Am dritten Tag in Bad Münstereifel, 13 Kilometer südlich von Euskirchen: Hier sägen und hämmern Bauarbeiter:innen in der Fußgängerzone. Neben ihnen fließt die Erft. Der Wiederaufbau nach der Flut ist in vollem Gange. "Auf einer Skala von 1 bis 10, wie bewertest du den Wiederaufbau nach der Flut?", fragt die Box. "6", ist die häufigste Antwort an diesem Tag. Chefredakteur Norbert Jeub steht selbst ein paar Stunden neben der Dialogbox und macht sich ein Bild, von der Gemütslage der Menschen und von dem Mut seiner Redaktion. Unterstützt durch das Audio-Innovationsprogramm des Journalismus Lab der Landesanstalt für Medien NRW, war Radio Euskirchen bereit, sich auf ein Experiment einzulassen.  "Wir wollten testen, ob Menschen sich hinsetzen, Zeit nehmen und mit einer Redaktion reden, ganz ohne Reportermikrofon", sagt Astrid Csuraji. Technisch klappt das, so viel ist schnell klar. Aber geht die Idee auch für die Redaktion auf?

"Ja", sagt Norbert Jeub entschieden. "Ich hätte nie gedacht, dass wirklich so viele Menschen mit dem Kasten sprechen." In Summe habe die Dialogbox ein enorm facettenreiches Stimmungsbild aus dem Sendegebiet geliefert. Und viele neue Themen aufgeworfen: "Manche Leute haben mir gesagt, dass sie lieber mit einer Maschine sprechen als in ein Mikrofon. Das eröffnet uns als Radioredaktion Chancen, die noch ganz neu für uns sind."
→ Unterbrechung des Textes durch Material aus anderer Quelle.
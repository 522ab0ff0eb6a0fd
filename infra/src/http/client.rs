//! reqwest-backed API client and response mapping

use std::time::Duration;

use li_core::errors::ApiError;
use li_shared::api::ErrorBody;
use li_shared::config::ApiConfig;
use reqwest::{Client, RequestBuilder, StatusCode};
use serde::de::DeserializeOwned;
use serde::Serialize;
use tracing::{debug, info, warn};

use crate::InfrastructureError;

/// Client for the LegalIntel REST API
#[derive(Clone)]
pub struct HttpApiClient {
    client: Client,
    config: ApiConfig,
}

impl HttpApiClient {
    /// Create a client with the configured timeouts and user agent
    pub fn new(config: ApiConfig) -> Result<Self, InfrastructureError> {
        let client = Client::builder()
            .timeout(Duration::from_secs(config.timeout_secs))
            .connect_timeout(Duration::from_secs(config.connect_timeout_secs))
            .user_agent(config.user_agent.clone())
            .build()?;

        info!(
            base_url = %config.base_url,
            timeout_secs = config.timeout_secs,
            "LegalIntel API client initialized"
        );
        Ok(Self { client, config })
    }

    /// Create from environment variables
    pub fn from_env() -> Result<Self, InfrastructureError> {
        Self::new(ApiConfig::from_env())
    }

    /// Active configuration
    pub fn config(&self) -> &ApiConfig {
        &self.config
    }

    pub(crate) async fn get_json<T: DeserializeOwned>(
        &self,
        path: &str,
        query: &[(&str, String)],
    ) -> Result<T, ApiError> {
        let url = self.config.endpoint(path);
        let body = self.send(self.client.get(&url).query(query), path).await?;
        decode(&body, path)
    }

    pub(crate) async fn post_json<B: Serialize, T: DeserializeOwned>(
        &self,
        path: &str,
        payload: &B,
    ) -> Result<T, ApiError> {
        let url = self.config.endpoint(path);
        let body = self.send(self.client.post(&url).json(payload), path).await?;
        decode(&body, path)
    }

    /// POST where only the status matters
    pub(crate) async fn post_unit<B: Serialize>(&self, path: &str, payload: &B) -> Result<(), ApiError> {
        let url = self.config.endpoint(path);
        self.send(self.client.post(&url).json(payload), path).await?;
        Ok(())
    }

    async fn send(&self, request: RequestBuilder, path: &str) -> Result<Vec<u8>, ApiError> {
        debug!(endpoint = path, event = "api_request", "Sending API request");

        let response = request.send().await.map_err(|e| {
            warn!(endpoint = path, error = %e, event = "api_unreachable", "API request failed");
            transport_error(&e)
        })?;

        let status = response.status();
        let body = response.bytes().await.map_err(|e| transport_error(&e))?;
        debug!(endpoint = path, status = status.as_u16(), event = "api_response", "API response received");

        if !status.is_success() {
            let err = status_error(status, &body);
            warn!(endpoint = path, error = %err, event = "api_error", "API returned an error status");
            return Err(err);
        }
        Ok(body.to_vec())
    }
}

/// Map a reqwest transport failure
pub(crate) fn transport_error(err: &reqwest::Error) -> ApiError {
    if err.is_decode() {
        return ApiError::Decode(err.to_string());
    }
    if err.is_timeout() {
        return ApiError::Network(format!("Request timed out: {}", err));
    }
    ApiError::Network(err.to_string())
}

/// Build a status error, taking `detail` from a JSON error body when present
pub(crate) fn status_error(status: StatusCode, body: &[u8]) -> ApiError {
    let detail = serde_json::from_slice::<ErrorBody>(body)
        .ok()
        .and_then(|body| body.message());
    ApiError::status(status.as_u16(), detail)
}

pub(crate) fn decode<T: DeserializeOwned>(body: &[u8], path: &str) -> Result<T, ApiError> {
    serde_json::from_slice(body).map_err(|e| {
        warn!(endpoint = path, error = %e, event = "api_decode_failed", "Undecodable API response");
        ApiError::Decode(e.to_string())
    })
}
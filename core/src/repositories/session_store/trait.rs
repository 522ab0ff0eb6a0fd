//! Key-value store trait for client session state.
//!
//! The browser front end keeps its auth flags in ambient storage; here that
//! storage is an injected collaborator so the session logic can run against
//! any backing store.

use async_trait::async_trait;

use crate::errors::DomainError;

/// Repository trait for string key-value session storage
///
/// # Example Implementation
/// ```no_run
/// use async_trait::async_trait;
/// use li_core::repositories::KeyValueStore;
/// use li_core::errors::DomainError;
///
/// struct NullStore;
///
/// #[async_trait]
/// impl KeyValueStore for NullStore {
///     async fn get(&self, _key: &str) -> Result<Option<String>, DomainError> {
///         Ok(None)
///     }
///     async fn set(&self, _key: &str, _value: &str) -> Result<(), DomainError> {
///         Ok(())
///     }
///     async fn remove(&self, _key: &str) -> Result<bool, DomainError> {
///         Ok(false)
///     }
/// }
/// ```
#[async_trait]
pub trait KeyValueStore: Send + Sync {
    /// Read a value
    async fn get(&self, key: &str) -> Result<Option<String>, DomainError>;

    /// Write a value, replacing any previous one
    async fn set(&self, key: &str, value: &str) -> Result<(), DomainError>;

    /// Remove a value; returns whether it existed
    async fn remove(&self, key: &str) -> Result<bool, DomainError>;
}
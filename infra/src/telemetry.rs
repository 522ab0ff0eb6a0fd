//! Tracing subscriber bootstrap
//!
//! `RUST_LOG` takes precedence over the configured level so a single run can
//! be made more verbose without touching the config.

use li_shared::config::{LogFormat, LoggingConfig};
use tracing_subscriber::EnvFilter;

use crate::InfrastructureError;

/// Build the filter: `RUST_LOG` if set, the configured level otherwise
pub fn env_filter(config: &LoggingConfig) -> Result<EnvFilter, InfrastructureError> {
    match EnvFilter::try_from_default_env() {
        Ok(filter) => Ok(filter),
        Err(_) => EnvFilter::try_new(&config.level).map_err(|e| {
            InfrastructureError::Config(format!("Invalid log level '{}': {}", config.level, e))
        }),
    }
}

/// Install the global tracing subscriber
///
/// Fails if the level cannot be parsed or a subscriber is already installed.
pub fn init_tracing(config: &LoggingConfig) -> Result<(), InfrastructureError> {
    let filter = env_filter(config)?;
    let builder = tracing_subscriber::fmt()
        .with_env_filter(filter)
        .with_ansi(config.colored)
        .with_file(config.source_location)
        .with_line_number(config.source_location);

    let installed = match config.format {
        LogFormat::Json => builder.json().try_init(),
        LogFormat::Pretty => builder.pretty().try_init(),
        LogFormat::Compact => builder.compact().try_init(),
    };

    installed.map_err(|e| InfrastructureError::General(format!("Failed to install tracing subscriber: {}", e)))
}
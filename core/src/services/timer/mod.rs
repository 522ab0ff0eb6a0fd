//! Cancellable timer abstraction
//!
//! Controllers never sleep themselves. They ask a [`Scheduler`] for a timer
//! and get a [`TimerId`]; the host later hands fired ids back to the
//! controller that owns them. Two schedulers are provided:
//! - [`VirtualClock`] - deterministic time for tests and simulations
//! - [`TokioScheduler`] - real time on the Tokio runtime

mod tokio_scheduler;
mod traits;
mod virtual_clock;

#[cfg(test)]
mod tests;

pub use tokio_scheduler::TokioScheduler;
pub use traits::{Scheduler, TimerId};
pub use virtual_clock::VirtualClock;
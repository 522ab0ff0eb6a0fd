//! Authentication endpoints

use async_trait::async_trait;
use li_core::domain::entities::session::{LoginResponse, UserRole};
use li_core::errors::ApiError;
use li_core::services::auth::{AuthApi, SignupRequest};
use li_shared::api::{ForgotPasswordBody, LoginBody, LoginResponseBody, SignupBody};

use super::client::HttpApiClient;

const LOGIN_PATH: &str = "/auth/login";
const SIGNUP_PATH: &str = "/auth/signup";
const FORGOT_PASSWORD_PATH: &str = "/auth/forgot-password";

#[async_trait]
impl AuthApi for HttpApiClient {
    async fn login(&self, email: &str, password: &str) -> Result<LoginResponse, ApiError> {
        let body = LoginBody {
            email: email.to_string(),
            password: password.to_string(),
        };
        let response: LoginResponseBody = self.post_json(LOGIN_PATH, &body).await?;
        Ok(into_login_response(response))
    }

    async fn signup(&self, request: &SignupRequest) -> Result<(), ApiError> {
        let body = SignupBody {
            full_name: request.full_name.clone(),
            email: request.email.clone(),
            password: request.password.clone(),
        };
        self.post_unit(SIGNUP_PATH, &body).await
    }

    async fn request_password_reset(&self, email: &str) -> Result<(), ApiError> {
        let body = ForgotPasswordBody {
            email: email.to_string(),
        };
        self.post_unit(FORGOT_PASSWORD_PATH, &body).await
    }
}

pub(crate) fn into_login_response(body: LoginResponseBody) -> LoginResponse {
    LoginResponse {
        access_token: body.access_token,
        role: UserRole::from_wire(body.user.role.as_deref()),
        email: body.user.email,
        email_verified: body.user.email_verified,
        onboarded: body.user.onboarded,
    }
}
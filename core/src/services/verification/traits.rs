//! Trait for the email verification API collaborator

use async_trait::async_trait;

use crate::errors::ApiError;

/// Verification and resend endpoints
#[async_trait]
pub trait VerificationApi: Send + Sync {
    /// Verify an email address with the code the user entered
    async fn verify_email(&self, email: &str, code: &str) -> Result<(), ApiError>;

    /// Ask the server to send a fresh code
    async fn resend_verification_code(&self, email: &str) -> Result<(), ApiError>;
}
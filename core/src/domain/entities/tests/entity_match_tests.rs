//! Unit tests for entity match

use crate::domain::entities::entity_match::{EntityMatch, EntityType};

#[test]
fn test_deserialize_wire_shape() {
    let json = r#"{"id":7,"type":"company","name":"Gold Fields Ghana Limited"}"#;
    let entity: EntityMatch = serde_json::from_str(json).unwrap();

    assert_eq!(entity.id, 7);
    assert_eq!(entity.entity_type, EntityType::Company);
    assert_eq!(entity.name, "Gold Fields Ghana Limited");
    assert!(entity.short_name.is_none());
}

#[test]
fn test_serialize_omits_missing_short_name() {
    let entity = EntityMatch::new(3, EntityType::Bank, "Ecobank Ghana");
    let json = serde_json::to_value(&entity).unwrap();

    assert_eq!(json["type"], "bank");
    assert!(json.get("short_name").is_none());
}

#[test]
fn test_unknown_type_is_rejected() {
    let json = r#"{"id":1,"type":"person","name":"Kwame Mensah"}"#;
    assert!(serde_json::from_str::<EntityMatch>(json).is_err());
    assert!("person".parse::<EntityType>().is_err());
}

#[test]
fn test_entity_type_parsing_is_case_insensitive() {
    assert_eq!(" Insurance ".parse::<EntityType>(), Ok(EntityType::Insurance));
    assert_eq!("BANK".parse::<EntityType>(), Ok(EntityType::Bank));
}

#[test]
fn test_label_includes_short_name() {
    let bank = EntityMatch::new(12, EntityType::Bank, "GCB Bank PLC").with_short_name("GCB");
    assert_eq!(bank.label(), "GCB Bank PLC (GCB)");

    let blank = EntityMatch::new(13, EntityType::Bank, "Fidelity Bank").with_short_name(" ");
    assert_eq!(blank.label(), "Fidelity Bank");
}
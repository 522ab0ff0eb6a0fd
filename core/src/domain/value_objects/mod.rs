//! Value objects shared by services.

pub mod route;

pub use route::Route;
Mehr als 100 Menschen haben die Dialogbox im Einsatz getestet: Junge und Ältere, Menschen mit und ohne Migrationserfahrung, Städter, Leute vom Land. Manche saßen dabei in der Stille der Kreisverwaltung, andere mitten im Baulärm in der Fußgängerzone. 

Audience Engagement ist ein großes Wort. Es braucht viel Kreativität, um es mit Leben zu füllen. Mit Menschen in den Dialog zu kommen mit Hilfe eines Möbelstücks, das ist eine völlig neue Variante. Noch funktioniert sie nicht stolperfrei, aber einen ersten Stresstest hat sie bestanden.